INFORMATION GIVEN: Begin

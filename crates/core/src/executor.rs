use crate::cancel::CancellationToken;
use crate::config::RunConfig;
use crate::planner::{Operation, OperationKind, Plan};
use crate::progress::{Progress, ProgressReporter};
use crate::transaction::{LoggedOperation, TransactionLog};
use anyhow::{Context, Result};
use chrono::Utc;
use rayon::prelude::*;
use serde::Serialize;
use std::collections::HashSet;
use std::fs;
use std::io;
use std::path::{Path, PathBuf};
use std::sync::atomic::{AtomicU64, AtomicUsize, Ordering};
use std::sync::Mutex;

/// A per-file execution failure. The run continues past these; they are
/// collected into the run result.
#[derive(Debug, Clone, Serialize)]
pub struct CopyError {
    pub source_path: PathBuf,
    pub destination_path: PathBuf,
    pub message: String,
}

/// Structured outcome of one run.
#[derive(Debug, Clone, Serialize)]
pub struct RunResult {
    pub processed: usize,
    pub failed: usize,
    pub skipped: usize,
    pub total_bytes: u64,
    pub errors: Vec<CopyError>,
    pub dry_run: bool,
    pub transaction_id: Option<String>,
    pub log_path: Option<PathBuf>,
}

/// Shared mutation recorder. The mutex is the synchronization point that
/// keeps log append order equal to filesystem completion order, and
/// serializes directory creation between overlapping operations.
struct Recorder {
    log: Option<Mutex<TransactionLog>>,
    created: Mutex<HashSet<PathBuf>>,
}

impl Recorder {
    fn new(log: Option<TransactionLog>) -> Self {
        Self {
            log: log.map(Mutex::new),
            created: Mutex::new(HashSet::new()),
        }
    }

    /// Creates the directory if missing and logs it, but only when this
    /// run actually created it, never when it already existed.
    fn ensure_directory(&self, directory: &Path) -> io::Result<()> {
        let mut created = self.created.lock().expect("created set poisoned");
        if created.contains(directory) || directory.exists() {
            return Ok(());
        }
        fs::create_dir_all(directory)?;
        created.insert(directory.to_path_buf());
        if let Some(log) = &self.log {
            log.lock()
                .expect("transaction log poisoned")
                .log_directory_created(directory.to_path_buf());
        }
        Ok(())
    }

    fn log_operation(&self, entry: LoggedOperation) {
        if let Some(log) = &self.log {
            log.lock()
                .expect("transaction log poisoned")
                .log_operation(entry);
        }
    }

    fn into_log(self) -> Option<TransactionLog> {
        self.log
            .map(|mutex| mutex.into_inner().expect("transaction log poisoned"))
    }
}

/// Walks the plan and performs its operations. Per-file failures are
/// tolerated; only a failed log save aborts the run, because without a
/// durable log further mutations would be unrecoverable.
pub fn execute_plan(
    plan: &Plan,
    config: &RunConfig,
    reporter: &dyn ProgressReporter,
    cancel: &CancellationToken,
) -> Result<RunResult> {
    if config.dry_run {
        // The executor never runs for a dry run; surface the plan's counts.
        return Ok(RunResult {
            processed: 0,
            failed: 0,
            skipped: plan.skipped.len(),
            total_bytes: 0,
            errors: Vec::new(),
            dry_run: true,
            transaction_id: None,
            log_path: None,
        });
    }

    let log = if config.enable_rollback {
        Some(TransactionLog::begin(
            &config.source,
            &config.template,
            false,
        ))
    } else {
        None
    };
    let transaction_id = log.as_ref().map(|l| l.transaction_id.clone());
    let recorder = Recorder::new(log);

    // Plan directories are parent-first; creating them up front keeps the
    // per-operation ensure cheap.
    for directory in &plan.directories {
        if cancel.is_cancelled() {
            break;
        }
        if let Err(err) = recorder.ensure_directory(directory) {
            tracing::warn!("could not create {}: {err}", directory.display());
        }
    }

    let processed = AtomicUsize::new(0);
    let failed = AtomicUsize::new(0);
    let bytes = AtomicU64::new(0);
    let errors = Mutex::new(Vec::<CopyError>::new());

    let pool = rayon::ThreadPoolBuilder::new()
        .num_threads(config.parallelism.max(1))
        .build()
        .context("failed to build worker pool")?;

    pool.install(|| {
        plan.operations.par_iter().for_each(|operation| {
            if cancel.is_cancelled() {
                return;
            }
            match perform_operation(operation, config, &recorder, &errors) {
                Ok(transferred) => {
                    processed.fetch_add(1, Ordering::SeqCst);
                    bytes.fetch_add(transferred, Ordering::SeqCst);
                }
                Err(err) => {
                    failed.fetch_add(1, Ordering::SeqCst);
                    errors.lock().expect("errors poisoned").push(CopyError {
                        source_path: operation.source_path.clone(),
                        destination_path: operation.destination_path.clone(),
                        message: format!("{err:#}"),
                    });
                }
            }
            reporter.report(&Progress {
                processed: processed.load(Ordering::SeqCst),
                failed: failed.load(Ordering::SeqCst),
                skipped: plan.skipped.len(),
                bytes: bytes.load(Ordering::SeqCst),
            });
        });
    });

    let processed = processed.into_inner();
    let failed = failed.into_inner();
    let bytes = bytes.into_inner();
    let errors = errors.into_inner().expect("errors poisoned");

    let mut log_path = None;
    if let Some(mut log) = recorder.into_log() {
        if cancel.is_cancelled() {
            log.fail("cancelled");
        } else if processed == 0 && failed > 0 {
            log.fail("no operations succeeded");
        } else {
            log.complete();
        }
        let path = log
            .save(&config.destination)
            .context("failed to persist transaction log")?;
        log_path = Some(path);
    }

    let result = RunResult {
        processed,
        failed,
        skipped: plan.skipped.len(),
        total_bytes: bytes,
        errors,
        dry_run: false,
        transaction_id,
        log_path,
    };
    reporter.complete(&Progress {
        processed: result.processed,
        failed: result.failed,
        skipped: result.skipped,
        bytes: result.total_bytes,
    });

    if cancel.is_cancelled() {
        anyhow::bail!("cancelled");
    }
    Ok(result)
}

/// Transfers the primary file and then its related siblings. The log
/// entry for each transfer is appended strictly after the filesystem call
/// returns. Related failures are recorded without failing the primary.
fn perform_operation(
    operation: &Operation,
    config: &RunConfig,
    recorder: &Recorder,
    errors: &Mutex<Vec<CopyError>>,
) -> Result<u64> {
    if let Some(parent) = operation.destination_path.parent() {
        recorder
            .ensure_directory(parent)
            .with_context(|| format!("failed to create directory: {}", parent.display()))?;
    }

    transfer_file(
        &operation.source_path,
        &operation.destination_path,
        operation.kind,
        config.overwrite,
    )?;
    recorder.log_operation(LoggedOperation {
        source_path: operation.source_path.clone(),
        destination_path: operation.destination_path.clone(),
        operation: operation.kind,
        file_size: operation.size,
        timestamp: Utc::now(),
        checksum: operation.checksum.clone(),
    });

    for related in &operation.related {
        let outcome = transfer_file(
            &related.source_path,
            &related.destination_path,
            operation.kind,
            config.overwrite,
        );
        match outcome {
            Ok(()) => recorder.log_operation(LoggedOperation {
                source_path: related.source_path.clone(),
                destination_path: related.destination_path.clone(),
                operation: operation.kind,
                file_size: related.size,
                timestamp: Utc::now(),
                checksum: None,
            }),
            Err(err) => {
                tracing::warn!(
                    "related transfer failed {}: {err:#}",
                    related.source_path.display()
                );
                errors.lock().expect("errors poisoned").push(CopyError {
                    source_path: related.source_path.clone(),
                    destination_path: related.destination_path.clone(),
                    message: format!("{err:#}"),
                });
            }
        }
    }

    Ok(operation.size)
}

fn transfer_file(source: &Path, destination: &Path, kind: OperationKind, overwrite: bool) -> Result<()> {
    if destination.exists() && !overwrite {
        anyhow::bail!("destination already exists: {}", destination.display());
    }

    match kind {
        OperationKind::Copy => {
            fs::copy(source, destination).with_context(|| {
                format!(
                    "copy failed: {} -> {}",
                    source.display(),
                    destination.display()
                )
            })?;
        }
        OperationKind::Move => match fs::rename(source, destination) {
            Ok(()) => {}
            Err(err) if is_cross_device(&err) => {
                fs::copy(source, destination).with_context(|| {
                    format!(
                        "cross-device copy failed: {} -> {}",
                        source.display(),
                        destination.display()
                    )
                })?;
                fs::remove_file(source).with_context(|| {
                    format!("failed to remove moved source: {}", source.display())
                })?;
            }
            Err(err) => {
                return Err(err).with_context(|| {
                    format!(
                        "move failed: {} -> {}",
                        source.display(),
                        destination.display()
                    )
                });
            }
        },
    }
    Ok(())
}

fn is_cross_device(err: &io::Error) -> bool {
    #[cfg(unix)]
    {
        err.raw_os_error() == Some(libc::EXDEV)
    }
    #[cfg(not(unix))]
    {
        // ERROR_NOT_SAME_DEVICE on Windows.
        err.raw_os_error() == Some(17)
    }
}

INFORMATION GIVEN: End

# [WORK INSTRUCTIONS]
Return every line above in which the string "else" occurs.

# [ANSWER TO THIS PROBLEM]
    } else {
        } else if processed == 0 && failed > 0 {
        } else {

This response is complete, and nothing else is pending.